Liberal fundamentalism

A Jay Adler has an excellent defence of freedom from religion here. On a related topic, Rupert Sutton of Student Rights has a depressing HuffPo post on the University of Westminster Students Union’s love affair with the theocratic Hizb-ut-Tahrir, who in turn libellously accused their “liberal fundamentalist” attackers, including Peter Tatchell, of inciting violence against them.

Chavs and Gypsies

James Bloodworth has a great post entitled “When did looking down on others become the national pastime?” on My Big Fat Gypsy Wedding and all the rest of the near-ubiquitous TV content based on vicious sneering at the relatively vulnerable: “Wherever you look this type of “entertainment” has gradually taken over our television screens, pumping up the self-esteem of the middle classes by giving a sly kick to those clinging on to the lower rungs of the social ladder.” Recommended. Mhairi McAlpine writes on a related topic, “classism”, here. (And if you are actually interested in Irish Travellers, read this post by Ben on boxing.)

Marxish

Matthew Lyons does a good job of summarising a long and complex Loren Goldner piece about on Bolivia's Movimiento Nacionalista Revolucionario (MNR), "Anti-Capitalism or Anti-Imperialism? Interwar Authoritarian and Fascist Sources of a Reactionary Ideology: The Case of the Bolivian MNR." (The article appeared in Insurgent Notes #3 but is available in more readable format as a PDF from Goldner's website, Break Their Haughty Power.) Although the MNR may not be of interest to all that many of my readers, alas, the issues are important for anyone who wants to think about reactionary and populist forms of “anti-capitalism”, an important topic in context both of the Occupy movement, the rise of a populist Alinskyite left in the US and now UK, and the continued importance of the Latin American left.

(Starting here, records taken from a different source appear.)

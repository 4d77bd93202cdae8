//! 上传文档的端到端处理。
//!
//! 每个文档依次经过 `Loaded → TextExtracted → (OcrFallback) →
//! OracleQueried → TargetsNormalized → Annotated → Saved`。任何终止性失败
//! 只结束当前文档，批次中其余文档照常处理。

use highlight_core::{AnnotationStyle, Document as _, TextLocator, DEFAULT_MAX_HITS};
use highlight_text::{prepare_oracle_text, OutputNormalizer, DEFAULT_MAX_CHARS};
use std::fmt;
use thiserror::Error;

use crate::ocr::OcrProvider;
use crate::oracle::Oracle;
use crate::pdf::{AnnotationPlacer, PdfDocument, Placement, TextBackend};

#[derive(Error, Debug)]
pub enum PipelineError {
    #[error("invalid input: {0}")]
    Input(&'static str),
}

/// 单次运行的设置，本次所有文档共用
#[derive(Debug, Clone)]
pub struct PipelineConfig {
    pub style: AnnotationStyle,
    /// 模型文本的字符上限
    pub max_text_chars: usize,
    /// 只把工作经历部分交给模型
    pub focus_section: bool,
    pub max_hits_per_page: usize,
}

impl Default for PipelineConfig {
    fn default() -> Self {
        Self {
            style: AnnotationStyle::default(),
            max_text_chars: DEFAULT_MAX_CHARS,
            focus_section: false,
            max_hits_per_page: DEFAULT_MAX_HITS,
        }
    }
}

#[derive(Debug, Clone, Copy, PartialEq, Eq)]
pub enum Stage {
    Loaded,
    TextExtracted,
    OcrFallback,
    OracleQueried,
    TargetsNormalized,
    Annotated,
    Saved,
}

impl fmt::Display for Stage {
    fn fmt(&self, f: &mut fmt::Formatter<'_>) -> fmt::Result {
        f.write_str(match self {
            Stage::Loaded => "loaded",
            Stage::TextExtracted => "text extracted",
            Stage::OcrFallback => "ocr fallback",
            Stage::OracleQueried => "oracle queried",
            Stage::TargetsNormalized => "targets normalized",
            Stage::Annotated => "annotated",
            Stage::Saved => "saved",
        })
    }
}

#[derive(Debug, Clone, PartialEq, Eq)]
pub struct TargetReport {
    pub text: String,
    pub occurrences: usize,
}

/// 处理成功的文档
#[derive(Debug, Clone)]
pub struct HighlightedDocument {
    pub name: String,
    /// `highlighted_{name}`
    pub output_name: String,
    pub bytes: Vec<u8>,
    pub targets: Vec<TargetReport>,
    /// 以注释对象写入的放置数
    pub annotations: usize,
    /// 绘制到页面内容中的放置数
    pub content_draws: usize,
    /// 两种方式都失败的放置数
    pub skipped: usize,
    pub used_ocr: bool,
}

#[derive(Debug, Clone)]
pub enum DocumentOutcome {
    Saved(HighlightedDocument),
    /// 字节不是可读的 PDF
    Unreadable(String),
    /// 文本层和 OCR 都没有得到文本
    NoUsableText,
    OracleUnavailable(String),
    NoTargetsFound,
    /// 已放置高亮，但无法写出结果
    SaveFailed(String),
}

impl DocumentOutcome {
    pub fn is_saved(&self) -> bool {
        matches!(self, DocumentOutcome::Saved(_))
    }
}

impl fmt::Display for DocumentOutcome {
    fn fmt(&self, f: &mut fmt::Formatter<'_>) -> fmt::Result {
        match self {
            DocumentOutcome::Saved(doc) => {
                write!(
                    f,
                    "saved as {} ({} targets, {} annotations",
                    doc.output_name,
                    doc.targets.len(),
                    doc.annotations
                )?;
                if doc.content_draws > 0 {
                    write!(f, ", {} painted", doc.content_draws)?;
                }
                if doc.skipped > 0 {
                    write!(f, ", {} skipped", doc.skipped)?;
                }
                if doc.used_ocr {
                    write!(f, ", via OCR")?;
                }
                write!(f, ")")
            }
            DocumentOutcome::Unreadable(e) => write!(f, "unreadable: {}", e),
            DocumentOutcome::NoUsableText => write!(f, "no usable text"),
            DocumentOutcome::OracleUnavailable(e) => write!(f, "oracle unavailable: {}", e),
            DocumentOutcome::NoTargetsFound => write!(f, "no targets found"),
            DocumentOutcome::SaveFailed(e) => write!(f, "save failed: {}", e),
        }
    }
}

#[derive(Debug, Clone)]
pub struct DocumentReport {
    pub name: String,
    pub outcome: DocumentOutcome,
}

#[derive(Debug, Clone, Default)]
pub struct BatchReport {
    pub documents: Vec<DocumentReport>,
}

impl BatchReport {
    pub fn saved(&self) -> impl Iterator<Item = &HighlightedDocument> {
        self.documents.iter().filter_map(|report| match &report.outcome {
            DocumentOutcome::Saved(doc) => Some(doc),
            _ => None,
        })
    }

    pub fn saved_count(&self) -> usize {
        self.saved().count()
    }
}

pub struct DocumentPipeline {
    config: PipelineConfig,
    backend: Box<dyn TextBackend>,
    oracle: Box<dyn Oracle>,
    ocr: Option<Box<dyn OcrProvider>>,
    normalizer: OutputNormalizer,
    locator: TextLocator,
    placer: AnnotationPlacer,
}

impl DocumentPipeline {
    pub fn new(
        config: PipelineConfig,
        backend: Box<dyn TextBackend>,
        oracle: Box<dyn Oracle>,
        ocr: Option<Box<dyn OcrProvider>>,
    ) -> Self {
        let locator = TextLocator::new(config.max_hits_per_page);
        Self {
            config,
            backend,
            oracle,
            ocr,
            normalizer: OutputNormalizer::default(),
            locator,
            placer: AnnotationPlacer::default(),
        }
    }

    /// 按顺序处理所有文档。输入问题在处理任何文档之前报告。
    pub fn process_batch(
        &self,
        inputs: Vec<(String, Vec<u8>)>,
        instruction: &str,
    ) -> Result<BatchReport, PipelineError> {
        if inputs.is_empty() {
            return Err(PipelineError::Input("no documents supplied"));
        }
        if instruction.trim().is_empty() {
            return Err(PipelineError::Input("instruction is blank"));
        }

        log::info!(
            "[Pipeline] {} 个文档，后端 {}，样式 {} {}，透明度 {}",
            inputs.len(),
            self.backend.name(),
            self.config.style.color,
            self.config.style.kind,
            self.config.style.opacity.value()
        );

        let mut report = BatchReport::default();
        for (name, bytes) in inputs {
            let outcome = self.process(&name, bytes, instruction);
            match &outcome {
                DocumentOutcome::Saved(_) => log::info!("[Pipeline] {}: {}", name, outcome),
                _ => log::warn!("[Pipeline] {}: {}", name, outcome),
            }
            report.documents.push(DocumentReport { name, outcome });
        }
        Ok(report)
    }

    /// 把单个文档处理到终止状态
    pub fn process(&self, name: &str, bytes: Vec<u8>, instruction: &str) -> DocumentOutcome {
        let mut doc = match PdfDocument::load(bytes, self.backend.as_ref()) {
            Ok(doc) => doc,
            Err(e) => return DocumentOutcome::Unreadable(e.to_string()),
        };
        self.stage(name, Stage::Loaded);

        let text = doc
            .get_pages()
            .into_iter()
            .map(|page| page.content)
            .filter(|content| !content.trim().is_empty())
            .collect::<Vec<_>>()
            .join("\n");
        self.stage(name, Stage::TextExtracted);

        let mut used_ocr = false;
        let text = if text.trim().is_empty() {
            self.stage(name, Stage::OcrFallback);
            used_ocr = true;
            match self.ocr_text(name, &doc) {
                Some(text) => text,
                None => return DocumentOutcome::NoUsableText,
            }
        } else {
            text
        };

        let oracle_text = prepare_oracle_text(
            &text,
            self.config.focus_section,
            self.config.max_text_chars,
        );
        let raw = match self.oracle.classify(instruction, &oracle_text) {
            Ok(raw) => raw,
            Err(e) => return DocumentOutcome::OracleUnavailable(e.to_string()),
        };
        self.stage(name, Stage::OracleQueried);

        let targets = self.normalizer.normalize(&raw);
        if targets.is_empty() {
            return DocumentOutcome::NoTargetsFound;
        }
        self.stage(name, Stage::TargetsNormalized);
        log::info!("[Pipeline] {}: 目标 {:?}", name, targets);

        let style = self.config.style;
        let mut reports = Vec::with_capacity(targets.len());
        let (mut annotations, mut content_draws, mut skipped) = (0, 0, 0);

        for target in targets {
            let occurrences = self.locator.locate(&doc, &target);
            for occurrence in &occurrences {
                match self
                    .placer
                    .place(&mut doc, occurrence.page_index, &occurrence.rect, &style)
                {
                    Ok(Placement::Annotation(_)) => annotations += 1,
                    Ok(Placement::ContentStream) => content_draws += 1,
                    Err(e) => {
                        skipped += 1;
                        log::warn!(
                            "[Pipeline] {}: 跳过 {:?} 在第 {} 页的放置: {}",
                            name,
                            target,
                            occurrence.page_index + 1,
                            e
                        );
                    }
                }
            }
            reports.push(TargetReport {
                text: target,
                occurrences: occurrences.len(),
            });
        }
        self.stage(name, Stage::Annotated);

        let bytes = match doc.save() {
            Ok(bytes) => bytes,
            Err(e) => {
                log::error!("[Pipeline] {}: 保存失败: {}", name, e);
                return DocumentOutcome::SaveFailed(e.to_string());
            }
        };
        self.stage(name, Stage::Saved);

        DocumentOutcome::Saved(HighlightedDocument {
            name: name.to_string(),
            output_name: output_name(name),
            bytes,
            targets: reports,
            annotations,
            content_draws,
            skipped,
            used_ocr,
        })
    }

    fn ocr_text(&self, name: &str, doc: &PdfDocument) -> Option<String> {
        let Some(ocr) = &self.ocr else {
            log::info!("[Pipeline] {}: 没有文本层且未配置 OCR", name);
            return None;
        };
        match ocr.extract_text(doc.original_bytes()) {
            Ok(text) if !text.trim().is_empty() => Some(text),
            Ok(_) => None,
            Err(e) => {
                log::warn!("[Pipeline] {}: OCR 失败: {}", name, e);
                None
            }
        }
    }

    fn stage(&self, name: &str, stage: Stage) {
        log::debug!("[Pipeline] {}: {}", name, stage);
    }
}

/// 处理后的输出文件名
pub fn output_name(name: &str) -> String {
    format!("highlighted_{}", name)
}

The Arab Spring, Islamist winter and Syrian slaughter

Please read Kellie on Syrian consequences. Also: Beirut Spring on the Future Movement and Lebanese Salafis; Jeffrey Goldberg on the Arab Spring and its antisemitic dark side; Toby Jones on the price of dissent in Saudi Arabia; Elliot Abrams on America’s duplicity over Syria.

Antisemitism

Ignoblus on the film Act of Valor being possibly antisemitic. I hadn’t heard of it, but his aside at the end struck a chord:
it's a shame here to rely on right-wing blogs and a few references to mainstream or non-partisan blogs. One of the most significant ways that antisemitism is structured is by silence -- so that few people have a clue what it is or how serious it is -- which is the primary approach to antisemitism of the anti-racist blogs I would normally look to for better reviews. There have been numerous calls for the Left to take the cause of antisemitism back from the Right, which has seized it primarily because of the Left's negligence. Most of the Left only deals with antisemitism at all when it is getting in the way of their criticizing Jews for something else. However, even most of the Leftists calling for such a thing haven't actually done shit about it.
See also TCF on Baroness Tonge and Ken O’Keefe.

Ultra-miscellaneous

AWL on why unions should not break with Histadrut. A trip to MILF island. Marko on Angelina Jolie’s Land of Blood and Honey. Dennis MacShane on the EU’s hand-out to the far right. Paul Goodman on preventing violent extremism. Rob Marchant on why Occupy failed.

Finally

These are the google searches bringing the most readers to my site this week: gnome with jack daniels, Iraq porn, jewish east end, pete seeger, project x gnome shirts and airforce gnome.